Saved entries
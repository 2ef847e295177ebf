//! Dining philosophers, built entirely on the active-object stack: one
//! [`Active`] per philosopher walking its own [`StateMachine`] through a
//! shared three-command chain, a table active object arbitrating forks, a
//! periodic [`TimedEvent`] pacing each philosopher's thinking and eating,
//! and the memory pool standing in for a per-meal payload a real
//! application would size messages around.
//!
//! Runs forever on the POSIX port; stop it with ctrl-c.

use core::cell::RefCell;

use critical_section::Mutex;
use heapless::Vec as BoundedVec;

use aomk_core::{Hooks, Message, Priority};
use aomk_mem::{BlockSize, MemoryPool, PoolKey};
use aomk_qf::{active_object_create, kernel_init, Active};
use aomk_seq::{Command, EndBehavior, StateMachine};
use aomk_timer::{TimedEvent, TimedEventKind};

const N_PHILO: usize = 5;
const TICK_PERIOD: u32 = 150;
const NAMES: [&str; N_PHILO] = ["Aristotle", "Kant", "Spinoza", "Marx", "Russell"];

#[derive(Debug, Clone, Copy, PartialEq, Eq)]
enum PhiloEvent {
    Tick,
    Granted,
}

impl Message for PhiloEvent {
    fn id(&self) -> u32 {
        match self {
            PhiloEvent::Tick => 0,
            PhiloEvent::Granted => 1,
        }
    }
}

#[derive(Debug, Clone, Copy, PartialEq, Eq)]
enum TableEvent {
    Hungry(usize),
    Done(usize),
}

impl Message for TableEvent {
    fn id(&self) -> u32 {
        match self {
            TableEvent::Hungry(_) => 0,
            TableEvent::Done(_) => 1,
        }
    }
}

/// Small, seedable PRNG for think/eat durations. `rand`'s generators aren't
/// const-constructible, and every philosopher's runtime state — including
/// its generator — has to live in a `static`'s const initializer.
struct Xorshift32(u32);

impl Xorshift32 {
    const fn new(seed: u32) -> Self {
        Xorshift32(if seed == 0 { 0xA5A5_A5A5 } else { seed })
    }

    fn next_in(&mut self, lo: u32, hi: u32) -> u32 {
        let mut x = self.0;
        x ^= x << 13;
        x ^= x >> 17;
        x ^= x << 5;
        self.0 = x;
        lo + x % (hi - lo + 1)
    }
}

static POOL: MemoryPool = MemoryPool::new();

/// Per-philosopher instance data threaded through every command callback.
/// `pending_table_msg` is how a command hands a message to the table
/// active object back out to [`dispatch`] without posting from inside the
/// critical section guarding this data — mirroring how `SchedulerAddReady`
/// runs after, not inside, `Active::post`'s own queue-mutation section.
struct PhiloData {
    id: usize,
    rng: Xorshift32,
    remaining_ticks: u32,
    meal: Option<PoolKey>,
    meals_eaten: u32,
    pending_table_msg: Option<TableEvent>,
}

impl PhiloData {
    const fn new(id: usize) -> Self {
        PhiloData {
            id,
            rng: Xorshift32::new((id as u32 + 1).wrapping_mul(2_654_435_761)),
            remaining_ticks: 0,
            meal: None,
            meals_eaten: 0,
            pending_table_msg: None,
        }
    }
}

struct Think;
impl Command<PhiloData, PhiloEvent> for Think {
    fn on_start(&self, data: &mut PhiloData) {
        data.remaining_ticks = data.rng.next_in(2, 5);
        println!("{} is thinking", NAMES[data.id]);
    }

    fn on_message(&self, msg: &PhiloEvent, data: &mut PhiloData) -> bool {
        let PhiloEvent::Tick = msg else { return false };
        data.remaining_ticks -= 1;
        data.remaining_ticks == 0
    }

    fn on_end(&self, _data: &mut PhiloData) {}

    fn end_behavior(&self) -> EndBehavior {
        EndBehavior::WaitForEnd
    }
}

struct RequestFork;
impl Command<PhiloData, PhiloEvent> for RequestFork {
    fn on_start(&self, data: &mut PhiloData) {
        println!("{} is hungry", NAMES[data.id]);
        data.pending_table_msg = Some(TableEvent::Hungry(data.id));
    }

    fn on_message(&self, msg: &PhiloEvent, _data: &mut PhiloData) -> bool {
        matches!(msg, PhiloEvent::Granted)
    }

    fn on_end(&self, data: &mut PhiloData) {
        println!("{} picked up both forks", NAMES[data.id]);
    }

    fn end_behavior(&self) -> EndBehavior {
        EndBehavior::WaitForEnd
    }
}

struct Eat;
impl Command<PhiloData, PhiloEvent> for Eat {
    fn on_start(&self, data: &mut PhiloData) {
        data.remaining_ticks = data.rng.next_in(2, 4);
        data.meal = POOL.allocate(BlockSize::B32).ok();
        println!("{} is eating", NAMES[data.id]);
    }

    fn on_message(&self, msg: &PhiloEvent, data: &mut PhiloData) -> bool {
        let PhiloEvent::Tick = msg else { return false };
        data.remaining_ticks -= 1;
        data.remaining_ticks == 0
    }

    fn on_end(&self, data: &mut PhiloData) {
        if let Some(key) = data.meal.take() {
            POOL.free(key);
        }
        data.meals_eaten += 1;
        println!("{} finished eating (meal #{})", NAMES[data.id], data.meals_eaten);
        data.pending_table_msg = Some(TableEvent::Done(data.id));
    }

    fn end_behavior(&self) -> EndBehavior {
        EndBehavior::WaitForEnd
    }
}

static THINK: Think = Think;
static REQUEST_FORK: RequestFork = RequestFork;
static EAT: Eat = Eat;
static CHAIN: [&'static dyn Command<PhiloData, PhiloEvent>; 3] = [&THINK, &REQUEST_FORK, &EAT];

struct PhiloRuntime {
    sm: StateMachine<PhiloData, PhiloEvent>,
    data: PhiloData,
}

impl PhiloRuntime {
    const fn new(id: usize) -> Self {
        PhiloRuntime { sm: StateMachine::new(&CHAIN), data: PhiloData::new(id) }
    }
}

static PHILO_RUNTIME: [Mutex<RefCell<PhiloRuntime>>; N_PHILO] = [
    Mutex::new(RefCell::new(PhiloRuntime::new(0))),
    Mutex::new(RefCell::new(PhiloRuntime::new(1))),
    Mutex::new(RefCell::new(PhiloRuntime::new(2))),
    Mutex::new(RefCell::new(PhiloRuntime::new(3))),
    Mutex::new(RefCell::new(PhiloRuntime::new(4))),
];

/// Steps philosopher `id`'s state machine on `msg`, restarting the chain
/// whenever it runs off the end, then posts whatever table message the
/// command that just ran queued up — done outside the critical section
/// above so this never nests one `critical_section::with` inside another.
fn dispatch(id: usize, msg: PhiloEvent) {
    let pending = critical_section::with(|cs| {
        let mut runtime = PHILO_RUNTIME[id].borrow_ref_mut(cs);
        let PhiloRuntime { sm, data } = &mut *runtime;
        data.pending_table_msg = None;
        if sm.step(&msg, data) {
            sm.start(data);
        }
        data.pending_table_msg.take()
    });

    if let Some(table_msg) = pending {
        TABLE.post(table_msg).expect("table queue full");
    }
}

fn philo_0(msg: PhiloEvent) {
    dispatch(0, msg);
}
fn philo_1(msg: PhiloEvent) {
    dispatch(1, msg);
}
fn philo_2(msg: PhiloEvent) {
    dispatch(2, msg);
}
fn philo_3(msg: PhiloEvent) {
    dispatch(3, msg);
}
fn philo_4(msg: PhiloEvent) {
    dispatch(4, msg);
}

static PHILO_0: Active<PhiloEvent, 4> = Active::new(0, Priority::new(10), philo_0);
static PHILO_1: Active<PhiloEvent, 4> = Active::new(1, Priority::new(11), philo_1);
static PHILO_2: Active<PhiloEvent, 4> = Active::new(2, Priority::new(12), philo_2);
static PHILO_3: Active<PhiloEvent, 4> = Active::new(3, Priority::new(13), philo_3);
static PHILO_4: Active<PhiloEvent, 4> = Active::new(4, Priority::new(14), philo_4);

static PHILO_AOS: [&'static Active<PhiloEvent, 4>; N_PHILO] =
    [&PHILO_0, &PHILO_1, &PHILO_2, &PHILO_3, &PHILO_4];

static TICK_0: TimedEvent<PhiloEvent, 4> =
    TimedEvent::new(&PHILO_0, PhiloEvent::Tick, TICK_PERIOD, TimedEventKind::Periodic);
static TICK_1: TimedEvent<PhiloEvent, 4> =
    TimedEvent::new(&PHILO_1, PhiloEvent::Tick, TICK_PERIOD, TimedEventKind::Periodic);
static TICK_2: TimedEvent<PhiloEvent, 4> =
    TimedEvent::new(&PHILO_2, PhiloEvent::Tick, TICK_PERIOD, TimedEventKind::Periodic);
static TICK_3: TimedEvent<PhiloEvent, 4> =
    TimedEvent::new(&PHILO_3, PhiloEvent::Tick, TICK_PERIOD, TimedEventKind::Periodic);
static TICK_4: TimedEvent<PhiloEvent, 4> =
    TimedEvent::new(&PHILO_4, PhiloEvent::Tick, TICK_PERIOD, TimedEventKind::Periodic);

static TICKS: [&'static TimedEvent<PhiloEvent, 4>; N_PHILO] =
    [&TICK_0, &TICK_1, &TICK_2, &TICK_3, &TICK_4];

fn left_fork(id: usize) -> usize {
    id
}

fn right_fork(id: usize) -> usize {
    (id + 1) % N_PHILO
}

fn fork_mask(id: usize) -> u8 {
    (1 << left_fork(id)) | (1 << right_fork(id))
}

struct TableState {
    forks_free: u8,
    pending: BoundedVec<usize, N_PHILO>,
}

impl TableState {
    const fn new() -> Self {
        TableState { forks_free: (1 << N_PHILO) - 1, pending: BoundedVec::new() }
    }
}

static TABLE_STATE: Mutex<RefCell<TableState>> = Mutex::new(RefCell::new(TableState::new()));

/// Grants both of a philosopher's forks at once or not at all, so no
/// philosopher ever holds one fork while waiting on the other — the
/// resource-hierarchy rule that makes this table deadlock-free without
/// needing an odd-one-out fork-pickup order.
fn table_handle(msg: TableEvent) {
    let granted: BoundedVec<usize, N_PHILO> = critical_section::with(|cs| {
        let mut state = TABLE_STATE.borrow_ref_mut(cs);
        let mut granted = BoundedVec::new();
        match msg {
            TableEvent::Hungry(id) => {
                let mask = fork_mask(id);
                if state.forks_free & mask == mask {
                    state.forks_free &= !mask;
                    let _ = granted.push(id);
                } else {
                    let _ = state.pending.push(id);
                }
            }
            TableEvent::Done(id) => {
                state.forks_free |= fork_mask(id);
                let mut i = 0;
                while i < state.pending.len() {
                    let candidate = state.pending[i];
                    let mask = fork_mask(candidate);
                    if state.forks_free & mask == mask {
                        state.forks_free &= !mask;
                        let _ = granted.push(candidate);
                        state.pending.remove(i);
                    } else {
                        i += 1;
                    }
                }
            }
        }
        granted
    });

    for id in granted {
        PHILO_AOS[id].post(PhiloEvent::Granted).expect("philosopher queue full");
    }
}

static TABLE: Active<TableEvent, 8> = Active::new(5, Priority::new(5), table_handle);

fn main() {
    kernel_init(Hooks::default());
    active_object_create(&TABLE).expect("failed to register the table active object");
    for &ao in PHILO_AOS.iter() {
        active_object_create(ao).expect("failed to register a philosopher active object");
    }

    critical_section::with(|cs| {
        for runtime in PHILO_RUNTIME.iter() {
            let mut runtime = runtime.borrow_ref_mut(cs);
            let PhiloRuntime { sm, data } = &mut *runtime;
            sm.start(data);
        }
    });

    for tick in TICKS.iter() {
        tick.arm();
    }

    println!("dining philosophers running on {} ms ticks, ctrl-c to exit", TICK_PERIOD);
    aomk_port_posix::run();
}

What is required
In the data above, start at the line that has "dispatch(2, msg);", stop after the line that has "fn right_fork(id: usize)", and print every line in between exactly as it stands.

Answer for the task
    dispatch(2, msg);
}
fn philo_3(msg: PhiloEvent) {
    dispatch(3, msg);
}
fn philo_4(msg: PhiloEvent) {
    dispatch(4, msg);
}

static PHILO_0: Active<PhiloEvent, 4> = Active::new(0, Priority::new(10), philo_0);
static PHILO_1: Active<PhiloEvent, 4> = Active::new(1, Priority::new(11), philo_1);
static PHILO_2: Active<PhiloEvent, 4> = Active::new(2, Priority::new(12), philo_2);
static PHILO_3: Active<PhiloEvent, 4> = Active::new(3, Priority::new(13), philo_3);
static PHILO_4: Active<PhiloEvent, 4> = Active::new(4, Priority::new(14), philo_4);

static PHILO_AOS: [&'static Active<PhiloEvent, 4>; N_PHILO] =
    [&PHILO_0, &PHILO_1, &PHILO_2, &PHILO_3, &PHILO_4];

static TICK_0: TimedEvent<PhiloEvent, 4> =
    TimedEvent::new(&PHILO_0, PhiloEvent::Tick, TICK_PERIOD, TimedEventKind::Periodic);
static TICK_1: TimedEvent<PhiloEvent, 4> =
    TimedEvent::new(&PHILO_1, PhiloEvent::Tick, TICK_PERIOD, TimedEventKind::Periodic);
static TICK_2: TimedEvent<PhiloEvent, 4> =
    TimedEvent::new(&PHILO_2, PhiloEvent::Tick, TICK_PERIOD, TimedEventKind::Periodic);
static TICK_3: TimedEvent<PhiloEvent, 4> =
    TimedEvent::new(&PHILO_3, PhiloEvent::Tick, TICK_PERIOD, TimedEventKind::Periodic);
static TICK_4: TimedEvent<PhiloEvent, 4> =
    TimedEvent::new(&PHILO_4, PhiloEvent::Tick, TICK_PERIOD, TimedEventKind::Periodic);

static TICKS: [&'static TimedEvent<PhiloEvent, 4>; N_PHILO] =
    [&TICK_0, &TICK_1, &TICK_2, &TICK_3, &TICK_4];

fn left_fork(id: usize) -> usize {
    id
}

fn right_fork(id: usize) -> usize {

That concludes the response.